NFL in danger of indulging in too much forward passing

Have pro football games been turned into a perpetual highlight film? Very nearly, it seems to this writer, who's finding too much of a good thing beginning to leave him slightly jaded.

The good thing in this case is the forward pass.

Aesthetically there are few things in football more pleasing than a receiver caressing a spiral into his fingertips. But how often can the image be repeated , live or on replay, before it loses some of its excitement?

I think I found the answer in a recent first-round playoff game between the New York Jets and Cincinnati Bengals. Though both teams passed often, and generally well, the most electrifying player that day was Freeman McNeil, the Jets' league-leading ball-carrier. He never broke a run longer than 35 yards, yet even his shortest bursts were feasts for the eye. They brimmed with dazzling footwork, changes of speed, and flashes of power.

But what made these runs such compelling viewing? Quite possibly it was the contrast they held to the rest of this game and so many others, in which passing plays such a prominent, sometimes overbearing, role.

It wasn't always this way.As recently as six years ago passing attacks were in trouble, straitjacketed by zone defenses, fierce pass rushes, and disruptive pass coverage techniques.

Complaints were lodged and the National Football League responded with two rule changes that made a significant impact on the passing game.

One of these allowed offensive linemen to use their hands (without holding) to block. This was a tremendous aid in keeping onrushing defenders at bay and giving the quarterback more time to throw.

The other change restricted defensive contact with pass receivers to the first five yards beyond the line of scrimmage. Before this, receivers could be bumped, and often were, until the ball was in the air. But since 1978 they have run their pass routes relatively unimpeded and managed to to get open where and when the quarterback expected.

Passing output has skyrocketed as a result. Some examples:

* The 1977 season produced 388 touchdown passes, compared to 534 after the same number of games during the longer 1980 campaign.
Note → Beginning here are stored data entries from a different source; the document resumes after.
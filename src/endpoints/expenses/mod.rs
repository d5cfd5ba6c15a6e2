use axum::response::IntoResponse;

use crate::error::ApiError;

pub mod query;
pub use query::query;

pub mod create;
pub use create::create;

pub mod preflight;
pub use preflight::preflight;

pub async fn method_not_allowed() -> impl IntoResponse {
    return ApiError::MethodNotAllowed;
}
pub mod dates;
pub mod expenses;
//! Cloud Platform — REST client for the contact-center routing API
//!
//! Authenticates with the OAuth client-credentials grant, caches the bearer
//! token until shortly before it expires, and exposes the roster operations
//! the escalation engine needs.

use std::time::{Duration, Instant};

use async_trait::async_trait;
use serde::Deserialize;
use tokio::sync::Mutex;
use tracing::{debug, info, warn};

use super::{PlatformError, RosterPlatform};
use crate::types::{Page, Queue, RosterMember};

/// Largest member list the routing API accepts per request.
const MAX_MEMBERS_PER_REQUEST: usize = 100;

/// Tokens are refreshed this long before the server-reported expiry.
const TOKEN_EXPIRY_SKEW: Duration = Duration::from_secs(60);

/// Connection settings for [`CloudPlatform`].
#[derive(Debug, Clone)]
pub struct CloudPlatformConfig {
    /// API base, e.g. `https://api.mypurecloud.com`
    pub api_base: String,
    /// Login base, e.g. `https://login.mypurecloud.com`
    pub login_base: String,
    pub client_id: String,
    pub client_secret: String,
    pub timeout: Duration,
}

impl CloudPlatformConfig {
    /// Derive API and login hosts from a region host such as `mypurecloud.ie`.
    pub fn for_region(region: &str, client_id: &str, client_secret: &str, timeout: Duration) -> Self {
        let region = region.trim().trim_start_matches("https://").trim_end_matches('/');
        Self {
            api_base: format!("https://api.{region}"),
            login_base: format!("https://login.{region}"),
            client_id: client_id.to_string(),
            client_secret: client_secret.to_string(),
            timeout,
        }
    }
}

#[derive(Debug, Deserialize)]
struct TokenResponse {
    access_token: String,
    #[serde(default = "default_expires_in")]
    expires_in: u64,
}

fn default_expires_in() -> u64 {
    3600
}

#[derive(Debug, Clone)]
struct CachedToken {
    value: String,
    refresh_at: Instant,
}

/// Listing envelope shared by the platform's paginated endpoints.
#[derive(Debug, Deserialize)]
struct EntityListing<T> {
    #[serde(default = "Vec::new")]
    entities: Vec<T>,
    #[serde(default)]
    total: u64,
}

#[derive(Debug, Deserialize)]
struct EntityRef {
    id: String,
    #[serde(default)]
    name: Option<String>,
}

/// HTTP client for the routing platform.
pub struct CloudPlatform {
    http: reqwest::Client,
    config: CloudPlatformConfig,
    token: Mutex<Option<CachedToken>>,
}

impl CloudPlatform {
    pub fn new(config: CloudPlatformConfig) -> Result<Self, PlatformError> {
        if config.client_id.is_empty() {
            return Err(PlatformError::NotConfigured("platform.client_id is empty".into()));
        }
        let http = reqwest::Client::builder().timeout(config.timeout).build()?;
        Ok(Self {
            http,
            config: CloudPlatformConfig {
                api_base: config.api_base.trim_end_matches('/').to_string(),
                login_base: config.login_base.trim_end_matches('/').to_string(),
                ..config
            },
            token: Mutex::new(None),
        })
    }

    /// Return a valid bearer token, logging in when the cache is empty or stale.
    async fn bearer_token(&self) -> Result<String, PlatformError> {
        let mut guard = self.token.lock().await;
        if let Some(token) = guard.as_ref() {
            if Instant::now() < token.refresh_at {
                return Ok(token.value.clone());
            }
        }

        debug!(login = %self.config.login_base, "Requesting client-credentials token");
        let resp = self
            .http
            .post(format!("{}/oauth/token", self.config.login_base))
            .basic_auth(&self.config.client_id, Some(&self.config.client_secret))
            .form(&[("grant_type", "client_credentials")])
            .send()
            .await?;

        let status = resp.status();
        if !status.is_success() {
            let body = resp.text().await.unwrap_or_default();
            warn!(%status, "Platform login failed");
            return Err(PlatformError::Auth(format!("login returned {status}: {body}")));
        }

        let token: TokenResponse = resp.json().await?;
        let lifetime = Duration::from_secs(token.expires_in).saturating_sub(TOKEN_EXPIRY_SKEW);
        info!(expires_in = token.expires_in, "Platform login succeeded");

        *guard = Some(CachedToken {
            value: token.access_token.clone(),
            refresh_at: Instant::now() + lifetime,
        });
        Ok(token.access_token)
    }

    async fn invalidate_token(&self) {
        *self.token.lock().await = None;
    }

    /// Map a non-success response into a [`PlatformError`], dropping the
    /// cached token on 401 so the next call logs in again.
    async fn error_for(&self, resp: reqwest::Response) -> PlatformError {
        let status = resp.status();
        let body = resp.text().await.unwrap_or_default();
        match status {
            reqwest::StatusCode::UNAUTHORIZED => {
                self.invalidate_token().await;
                PlatformError::Auth(format!("token rejected: {body}"))
            }
            reqwest::StatusCode::BAD_REQUEST | reqwest::StatusCode::UNPROCESSABLE_ENTITY => {
                PlatformError::Rejected(body)
            }
            status => PlatformError::Status { status, body },
        }
    }

    async fn get_listing<T: serde::de::DeserializeOwned>(
        &self,
        path: &str,
        query: &[(&str, String)],
    ) -> Result<EntityListing<T>, PlatformError> {
        let token = self.bearer_token().await?;
        let resp = self
            .http
            .get(format!("{}{}", self.config.api_base, path))
            .bearer_auth(token)
            .query(query)
            .send()
            .await?;

        if !resp.status().is_success() {
            return Err(self.error_for(resp).await);
        }
        Ok(resp.json().await?)
    }
}

#[async_trait]
impl RosterPlatform for CloudPlatform {
    async fn list_group_members(
        &self,
        group_id: &str,
        page_number: u32,
        page_size: u32,
    ) -> Result<Page<RosterMember>, PlatformError> {
        let listing: EntityListing<EntityRef> = self
            .get_listing(
                &format!("/api/v2/groups/{group_id}/members"),
                &[
                    ("pageSize", page_size.to_string()),
                    ("pageNumber", page_number.to_string()),
                    ("sortOrder", "ASC".to_string()),
                ],
            )
            .await?;

        debug!(group_id, page_number, received = listing.entities.len(), total = listing.total, "Group members page");

        Ok(Page {
            items: listing
                .entities
                .into_iter()
                .map(|e| RosterMember {
                    name: e.name.unwrap_or_default(),
                    id: e.id,
                })
                .collect(),
            total: listing.total,
        })
    }

    async fn list_queues(&self, page_number: u32, page_size: u32) -> Result<Page<Queue>, PlatformError> {
        let listing: EntityListing<EntityRef> = self
            .get_listing(
                "/api/v2/routing/queues",
                &[
                    ("pageSize", page_size.to_string()),
                    ("pageNumber", page_number.to_string()),
                ],
            )
            .await?;

        Ok(Page {
            items: listing
                .entities
                .into_iter()
                .map(|e| Queue {
                    name: e.name.unwrap_or_default(),
                    id: e.id,
                })
                .collect(),
            total: listing.total,
        })
    }

    async fn add_queue_members(&self, queue_id: &str, members: &[RosterMember]) -> Result<(), PlatformError> {
        for chunk in members.chunks(MAX_MEMBERS_PER_REQUEST) {
            let body: Vec<serde_json::Value> = chunk
                .iter()
                .map(|m| serde_json::json!({ "id": m.id }))
                .collect();

            let token = self.bearer_token().await?;
            let resp = self
                .http
                .post(format!("{}/api/v2/routing/queues/{}/members", self.config.api_base, queue_id))
                .bearer_auth(token)
                // delete=true would remove these members instead of adding them
                .query(&[("delete", "false")])
                .json(&body)
                .send()
                .await?;

            if !resp.status().is_success() {
                return Err(self.error_for(resp).await);
            }
        }

        info!(queue_id, added = members.len(), "Queue members added");
        Ok(())
    }

    fn platform_name(&self) -> &str {
        "cloud-routing"
    }
}
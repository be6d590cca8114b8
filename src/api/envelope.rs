//! Consistent response envelope for every API endpoint.
//!
//! Every response is wrapped in either [`ApiResponse`] (success) or
//! [`ApiErrorResponse`] (error), ensuring a uniform JSON shape.

use axum::http::StatusCode;
use axum::response::{IntoResponse, Response};
use chrono::Utc;
use serde::Serialize;

/// Metadata included in every response.
#[derive(Debug, Serialize)]
pub struct ResponseMeta {
    pub timestamp: String,
    pub version: &'static str,
}

impl Default for ResponseMeta {
    fn default() -> Self {
        Self {
            timestamp: Utc::now().to_rfc3339(),
            version: env!("CARGO_PKG_VERSION"),
        }
    }
}

/// Successful response: `{ "data": T, "meta": { ... } }`
#[derive(Debug, Serialize)]
pub struct ApiResponse<T: Serialize> {
    pub data: T,
    pub meta: ResponseMeta,
}

impl<T: Serialize> ApiResponse<T> {
    pub fn ok(data: T) -> Response {
        let body = Self {
            data,
            meta: ResponseMeta::default(),
        };
        (StatusCode::OK, axum::Json(body)).into_response()
    }
}

/// Error detail inside [`ApiErrorResponse`].
#[derive(Debug, Serialize)]
pub struct ErrorDetail {
    pub code: String,
    pub message: String,
}

/// Error response: `{ "error": { "code": "...", "message": "..." }, "meta": { ... } }`
#[derive(Debug, Serialize)]
pub struct ApiErrorResponse {
    pub error: ErrorDetail,
    pub meta: ResponseMeta,
}

impl ApiErrorResponse {
    pub fn build(status: StatusCode, code: &str, msg: impl Into<String>) -> Response {
        let body = Self {
            error: ErrorDetail {
                code: code.to_string(),
                message: msg.into(),
            },
            meta: ResponseMeta::default(),
        };
        (status, axum::Json(body)).into_response()
    }

    pub fn not_found(msg: impl Into<String>) -> Response {
        Self::build(StatusCode::NOT_FOUND, "NOT_FOUND", msg)
    }

    pub fn bad_request(msg: impl Into<String>) -> Response {
        Self::build(StatusCode::BAD_REQUEST, "BAD_REQUEST", msg)
    }

    /// Server-side misconfiguration surfaced by an operation.
    pub fn config_error(msg: impl Into<String>) -> Response {
        Self::build(StatusCode::INTERNAL_SERVER_ERROR, "CONFIG_ERROR", msg)
    }

    /// An upstream collaborator (feed, classifier, platform) failed.
    pub fn bad_gateway(code: &str, msg: impl Into<String>) -> Response {
        Self::build(StatusCode::BAD_GATEWAY, code, msg)
    }

    pub fn service_unavailable(msg: impl Into<String>) -> Response {
        Self::build(StatusCode::SERVICE_UNAVAILABLE, "SERVICE_UNAVAILABLE", msg)
    }
}

#[cfg(test)]
mod tests {
    use super::*;

    #[tokio::test]
    async fn test_ok_response_shape() {
        let resp = ApiResponse::ok(serde_json::json!({"hello": "world"}));
        assert_eq!(resp.status(), StatusCode::OK);

        let bytes = axum::body::to_bytes(resp.into_body(), usize::MAX).await.unwrap();
        let v: serde_json::Value = serde_json::from_slice(&bytes).unwrap();
        assert_eq!(v["data"]["hello"], "world");
        assert_eq!(v["meta"]["version"], env!("CARGO_PKG_VERSION"));
    }

    #[tokio::test]
    async fn test_error_response_shape() {
        let resp = ApiErrorResponse::bad_gateway("PLATFORM_ERROR", "queue locked");
        assert_eq!(resp.status(), StatusCode::BAD_GATEWAY);

        let bytes = axum::body::to_bytes(resp.into_body(), usize::MAX).await.unwrap();
        let v: serde_json::Value = serde_json::from_slice(&bytes).unwrap();
        assert_eq!(v["error"]["code"], "PLATFORM_ERROR");
        assert_eq!(v["error"]["message"], "queue locked");
    }
}
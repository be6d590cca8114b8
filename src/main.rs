//! Surge Roster - Automated Response Decision Engine
//!
//! Polls a news feed, classifies new entries and staffs routing queues from
//! reserve pools in proportion to severity.
//!
//! # Usage
//!
//! ```bash
//! # Serve the API, poll the default feed and (if enabled) auto-dispatch
//! surge-roster --config surge.toml
//!
//! # Validate a config file and print the effective settings
//! surge-roster --config surge.toml check-config
//!
//! # Fetch one feed and print its classification
//! surge-roster classify-once --url https://example.com/rss.xml
//! ```
//!
//! # Environment Variables
//!
//! - `SURGE_CONFIG`: Path to the TOML config (default: ./surge.toml)
//! - `SURGE_CORS_ORIGINS`: Comma-separated origins allowed by CORS
//! - `OPENAI_API_KEY`: Classifier API key (name configurable)
//! - `SURGE_PLATFORM_CLIENT_SECRET`: Roster platform client secret (name configurable)
//! - `RUST_LOG`: Logging level (default: info)

use std::path::PathBuf;
use std::sync::Arc;
use std::time::Duration;

use anyhow::{Context, Result};
use clap::Parser;
use tokio::sync::watch;
use tokio::task::JoinSet;
use tokio_util::sync::CancellationToken;
use tracing::{error, info, warn};

use surge_roster::api::{create_app, ApiState};
use surge_roster::classifier::{
    ClassificationPipeline, Classifier, OpenAiClassifier, UnconfiguredClassifier,
};
use surge_roster::config::{self, EngineConfig};
use surge_roster::dispatch::AutoDispatcher;
use surge_roster::feed::{FeedBroadcaster, FeedSnapshot, FeedSource, RssFeedSource};
use surge_roster::platform::{CloudPlatform, RosterPlatform, UnconfiguredPlatform};
use surge_roster::roster::EscalationCoordinator;

// ============================================================================
// CLI Arguments
// ============================================================================

#[derive(Parser, Debug)]
#[command(name = "surge-roster")]
#[command(about = "Automated Response Decision Engine")]
#[command(version)]
struct CliArgs {
    /// Path to the TOML config file (overrides SURGE_CONFIG and ./surge.toml)
    #[arg(short, long, env = "SURGE_CONFIG")]
    config: Option<PathBuf>,

    /// Override the server address (default: "0.0.0.0:8080")
    #[arg(short, long)]
    addr: Option<String>,

    /// Override the polled feed (catalogue name or URL)
    #[arg(long)]
    feed: Option<String>,

    /// Emit logs as JSON lines
    #[arg(long)]
    log_json: bool,

    #[command(subcommand)]
    command: Option<SubCommand>,
}

#[derive(clap::Subcommand, Debug)]
enum SubCommand {
    /// Validate the configuration and print the effective settings
    CheckConfig,
    /// Fetch one feed, classify every entry and print the result as JSON
    ClassifyOnce {
        /// Feed URL (default: the configured default feed)
        #[arg(long)]
        url: Option<String>,
    },
}

// ============================================================================
// Task Supervision
// ============================================================================

#[derive(Debug, Clone, Copy)]
enum TaskName {
    HttpServer,
    FeedBroadcaster,
    AutoDispatcher,
}

impl std::fmt::Display for TaskName {
    fn fmt(&self, f: &mut std::fmt::Formatter<'_>) -> std::fmt::Result {
        match self {
            TaskName::HttpServer => write!(f, "HttpServer"),
            TaskName::FeedBroadcaster => write!(f, "FeedBroadcaster"),
            TaskName::AutoDispatcher => write!(f, "AutoDispatcher"),
        }
    }
}

/// Run the supervisor loop: monitor tasks, cancel on failure.
async fn run_supervisor(task_set: &mut JoinSet<Result<TaskName>>, cancel_token: CancellationToken) -> Result<()> {
    info!("Supervisor: All tasks spawned, monitoring...");

    loop {
        tokio::select! {
            _ = cancel_token.cancelled() => {
                info!("Supervisor: Shutdown signal received");
                break;
            }
            result = task_set.join_next() => {
                match result {
                    Some(Ok(Ok(task_name))) => {
                        info!("Supervisor: Task {} completed normally", task_name);
                    }
                    Some(Ok(Err(e))) => {
                        error!("Supervisor: Task failed with error: {}", e);
                        cancel_token.cancel();
                        return Err(e);
                    }
                    Some(Err(e)) => {
                        error!("Supervisor: Task panicked: {}", e);
                        cancel_token.cancel();
                        return Err(anyhow::anyhow!("Task panicked: {}", e));
                    }
                    None => {
                        info!("Supervisor: All tasks completed");
                        break;
                    }
                }
            }
        }
    }

    // Let the remaining tasks observe cancellation and finish.
    while let Some(result) = task_set.join_next().await {
        if let Ok(Ok(task_name)) = result {
            info!("Supervisor: Task {} stopped", task_name);
        }
    }

    Ok(())
}

/// Spawn the HTTP server task into the JoinSet.
fn spawn_http_server(
    task_set: &mut JoinSet<Result<TaskName>>,
    listener: tokio::net::TcpListener,
    app: axum::Router,
    cancel_token: CancellationToken,
) {
    task_set.spawn(async move {
        info!("[HttpServer] Task starting");

        let result = axum::serve(listener, app)
            .with_graceful_shutdown(async move {
                cancel_token.cancelled().await;
                info!("[HttpServer] Received shutdown signal");
            })
            .await;

        match result {
            Ok(()) => {
                info!("[HttpServer] Graceful shutdown complete");
                Ok(TaskName::HttpServer)
            }
            Err(e) => {
                error!("[HttpServer] Server error: {}", e);
                Err(anyhow::anyhow!("HTTP server error: {}", e))
            }
        }
    });
}

// ============================================================================
// Component Construction
// ============================================================================

fn init_logging(json: bool) {
    let filter = tracing_subscriber::EnvFilter::try_from_default_env()
        .unwrap_or_else(|_| tracing_subscriber::EnvFilter::new("info"));
    if json {
        tracing_subscriber::fmt().json().with_env_filter(filter).init();
    } else {
        tracing_subscriber::fmt().with_env_filter(filter).with_target(false).init();
    }
}

fn load_config(args: &CliArgs) -> Result<EngineConfig> {
    let mut config = match &args.config {
        Some(path) => EngineConfig::load_from_file(path)
            .with_context(|| format!("Failed to load config from {}", path.display()))?,
        None => EngineConfig::load(),
    };
    if let Some(addr) = &args.addr {
        config.server.addr = addr.clone();
    }
    if let Some(feed) = &args.feed {
        config.feeds.default = feed.clone();
    }
    config.validate().context("Invalid configuration")?;
    Ok(config)
}

fn build_classifier(config: &EngineConfig) -> Arc<dyn Classifier> {
    match OpenAiClassifier::new(config.openai_settings()) {
        Ok(classifier) => {
            info!(model = %config.classifier.model, "Classifier: OpenAI-compatible endpoint");
            Arc::new(classifier)
        }
        Err(e) => {
            warn!(error = %e, "Classifier unavailable; /api/classify will answer 503");
            Arc::new(UnconfiguredClassifier::new(e.to_string()))
        }
    }
}

fn build_platform(config: &EngineConfig) -> Arc<dyn RosterPlatform> {
    match CloudPlatform::new(config.cloud_platform_config()) {
        Ok(platform) => {
            info!(region = %config.platform.region, "Roster platform configured");
            Arc::new(platform)
        }
        Err(e) => {
            warn!(error = %e, "Roster platform unavailable; escalations will fail");
            Arc::new(UnconfiguredPlatform::new(e.to_string()))
        }
    }
}

// ============================================================================
// Commands
// ============================================================================

fn check_config(config: &EngineConfig) -> Result<()> {
    let rendered = config.to_toml().context("Failed to render configuration")?;
    println!("{rendered}");
    let missing = config.severity_policy().missing_levels();
    if missing.is_empty() {
        info!("Configuration OK");
    } else {
        warn!(missing = ?missing, "Configuration OK, but some severity levels have no staffing fraction");
    }
    Ok(())
}

async fn classify_once(config: &EngineConfig, url: Option<String>) -> Result<()> {
    let url = url
        .or_else(|| config.default_feed_url())
        .context("No feed URL given and no default feed configured")?;

    let source = RssFeedSource::new(Duration::from_secs(config.feeds.fetch_timeout_secs))?;
    let entries = source
        .fetch_entries(&url)
        .await
        .with_context(|| format!("Failed to fetch {url}"))?;
    info!(entries = entries.len(), url = %url, "Fetched feed");

    let classifier = OpenAiClassifier::new(config.openai_settings())?;
    let pipeline = ClassificationPipeline::new(Arc::new(classifier))
        .with_call_timeout(Duration::from_secs(config.classifier.timeout_secs));
    let articles: Vec<_> = entries.iter().map(|e| e.to_article()).collect();
    let classifications = pipeline
        .classify_in_batches(&articles, config.classifier.max_batch)
        .await?;

    let rows: Vec<_> = entries
        .iter()
        .zip(&classifications)
        .map(|(entry, c)| {
            serde_json::json!({
                "identifier": entry.identifier,
                "title": entry.title,
                "topic": c.topic,
                "location": c.location,
                "importance": c.importance,
            })
        })
        .collect();
    println!("{}", serde_json::to_string_pretty(&rows)?);
    Ok(())
}

async fn serve(config: &EngineConfig, cancel_token: CancellationToken) -> Result<()> {
    let fetch_timeout = Duration::from_secs(config.feeds.fetch_timeout_secs);
    let feed_source = Arc::new(RssFeedSource::new(fetch_timeout)?);

    let classifier = build_classifier(config);
    let pipeline: Arc<ClassificationPipeline<dyn Classifier>> = Arc::new(
        ClassificationPipeline::new(classifier).with_call_timeout(Duration::from_secs(config.classifier.timeout_secs)),
    );

    let platform = build_platform(config);
    let coordinator: Arc<EscalationCoordinator<dyn RosterPlatform>> = Arc::new(
        EscalationCoordinator::new(platform, config.severity_policy(), config.pool_directory())
            .with_paginator(config.paginator())
            .with_call_timeout(Duration::from_secs(config.platform.call_timeout_secs)),
    );

    let mut task_set: JoinSet<Result<TaskName>> = JoinSet::new();

    // Without a feed the idle sender is held here so subscribers never see a close.
    let (feed_updates, _idle_sender) = match config.default_feed_url() {
        Some(url) => {
            let broadcaster = FeedBroadcaster::new(Arc::clone(&feed_source), url.clone())
                .with_poll_interval(Duration::from_secs(config.feeds.poll_interval_secs))
                .with_fetch_timeout(fetch_timeout)
                .with_seen_capacity(config.feeds.seen_capacity);
            let updates = broadcaster.subscribe();
            info!(url = %url, interval_secs = config.feeds.poll_interval_secs, "Feed: polling");

            let cancel = cancel_token.clone();
            task_set.spawn(async move {
                broadcaster.run(cancel).await;
                Ok(TaskName::FeedBroadcaster)
            });
            (updates, None)
        }
        None => {
            warn!("No default feed configured; broadcaster disabled");
            let (tx, rx) = watch::channel(FeedSnapshot::unpublished(""));
            (rx, Some(tx))
        }
    };

    if config.dispatch.enabled {
        let dispatcher = AutoDispatcher::new(
            Arc::clone(&pipeline),
            Arc::clone(&coordinator),
            config.dispatch.rules.clone(),
        )
        .with_max_batch(config.classifier.max_batch)
        .with_seen_capacity(config.feeds.seen_capacity)
        .with_retry_interval(Duration::from_secs(config.dispatch.retry_interval_secs));
        let updates = feed_updates.clone();
        let cancel = cancel_token.clone();
        info!(rules = config.dispatch.rules.len(), "Auto-dispatch: enabled");
        task_set.spawn(async move {
            dispatcher.run(updates, cancel).await;
            Ok(TaskName::AutoDispatcher)
        });
    } else {
        info!("Auto-dispatch: disabled");
    }

    let state = ApiState {
        catalogue: Arc::new(config.feeds.catalogue.clone()),
        feed_source,
        pipeline,
        coordinator,
        feed_updates,
        started_at: chrono::Utc::now(),
    };

    let listener = tokio::net::TcpListener::bind(&config.server.addr)
        .await
        .with_context(|| format!("Failed to bind {}", config.server.addr))?;
    info!("API listening on http://{}", config.server.addr);
    spawn_http_server(&mut task_set, listener, create_app(state), cancel_token.clone());

    run_supervisor(&mut task_set, cancel_token).await
}

// ============================================================================
// Main Entry Point
// ============================================================================

#[tokio::main]
async fn main() -> Result<()> {
    // Secrets may live in a local .env file.
    dotenvy::dotenv().ok();

    let args = CliArgs::parse();
    init_logging(args.log_json);

    let engine_config = load_config(&args)?;

    match args.command {
        Some(SubCommand::CheckConfig) => return check_config(&engine_config),
        Some(SubCommand::ClassifyOnce { url }) => return classify_once(&engine_config, url).await,
        None => {}
    }

    config::init(engine_config);

    info!("Surge Roster - Automated Response Decision Engine");

    // Graceful shutdown via Ctrl+C
    let cancel_token = CancellationToken::new();
    let shutdown_token = cancel_token.clone();
    tokio::spawn(async move {
        tokio::signal::ctrl_c().await.ok();
        info!("Received Ctrl+C, initiating shutdown...");
        shutdown_token.cancel();
    });

    serve(config::get(), cancel_token).await?;

    info!("Surge Roster shutdown complete");
    Ok(())
}
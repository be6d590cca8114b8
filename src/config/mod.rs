//! Engine Configuration Module
//!
//! Severity table, pool mapping, feed catalogue, collaborator settings and
//! dispatch rules, loaded from TOML.
//!
//! ## Loading Order
//!
//! 1. `SURGE_CONFIG` environment variable (path to TOML file)
//! 2. `surge.toml` in the current working directory
//! 3. Built-in defaults
//!
//! ## Usage
//!
//! Call `config::init()` once at startup, then `config::get()` anywhere:
//!
//! ```ignore
//! config::init(EngineConfig::load());
//! let page_size = config::get().platform.page_size;
//! ```
//!
//! Components take their settings by value at construction, so tests can
//! build them without touching the global.

mod engine_config;
pub mod defaults;
pub mod validation;

pub use engine_config::*;

use std::sync::OnceLock;

static ENGINE_CONFIG: OnceLock<EngineConfig> = OnceLock::new();

/// Initialize the global configuration. Later calls are ignored.
pub fn init(config: EngineConfig) {
    if ENGINE_CONFIG.set(config).is_err() {
        tracing::warn!("config::init() called more than once, ignoring");
    }
}

/// Get a reference to the global configuration.
///
/// Panics if `init()` has not been called; a missing config is a startup bug.
#[allow(clippy::expect_used)]
pub fn get() -> &'static EngineConfig {
    ENGINE_CONFIG
        .get()
        .expect("config::get() called before config::init()")
}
* In 1977 quarterbacks Roger Staubach and Bob Griese were the top passers in their conferences with 210 and 180 completions apiece. Last year, with just two more games, Joe Montana and Ken Anderson completed 311 and 300 passes.

* Even in this strike-interrupted season, the passing machinery remained well oiled as nine of 28 teams went to the air more often than they ran.

As usual, the leader was Air Coryell, the nickname for Coach Don Coryell's aerial circus in San Diego, where QB Dan Fouts has made 300-yard passing games seem practically mundane. San Francisco's Joe Montana turned in a record five in a row this season.

Elsewhere, Vince Ferragamo of the Los Angeles Rams threw for 509 yards in a losing effort, and Cincinnati's Ken Anderson completed 70.6 percent of his passes, including 20 straight, for a pair of NFL records.

The expression ''touchdown drive'' in some ways has become an anachronism as teams chew up yardage in giant gulps. But maybe today's game is more in tune with our hurry-up, Federal Express society.

What has often evolved, however, is what Sports Illustrated called tennis-style football, in which you score almost every time you have the ball, then hope for a service break.

The object for the defense no longer seems to be to stop the offense in its tracks (an impossibility), but to make the big play - cause a fumble, intercept a pass, or sack the quarterback. The defense, in a sense, has become a counter-offensive.

Given the current rules, the attacking team holds the upper hand, but defensive strategists are fighting back. They've gone to a dizzying array of pass coverage schemes; used four instead of five deep defenders in clear-cut passing situations (hence the term ''nickel back''); and inserted pass rushing specialists into the game on third-and-long.

The feeling is defenses will find a way to stop the rampant passing. These things tend to run in cycles, long-time NFL watchers say, and there's no reason to believe the pendulum won't swing back the other way eventually.

Maybe so, but I, for one, hope some of the air can be taken out of the passing game soon. Overstimulated aerial attacks don't necessarily ruin the game, they just seem to devalue the pass and cheapen the thrills.

If passing stagflation can't be checked by natural evolutionary forces, the old rules could be reinstated. It might be better, however, to look for new means of defusing the offense, such as prohibiting backs from catching passes downfield, limiting the number of receivers, or banning players from going in motion, to name just a few options.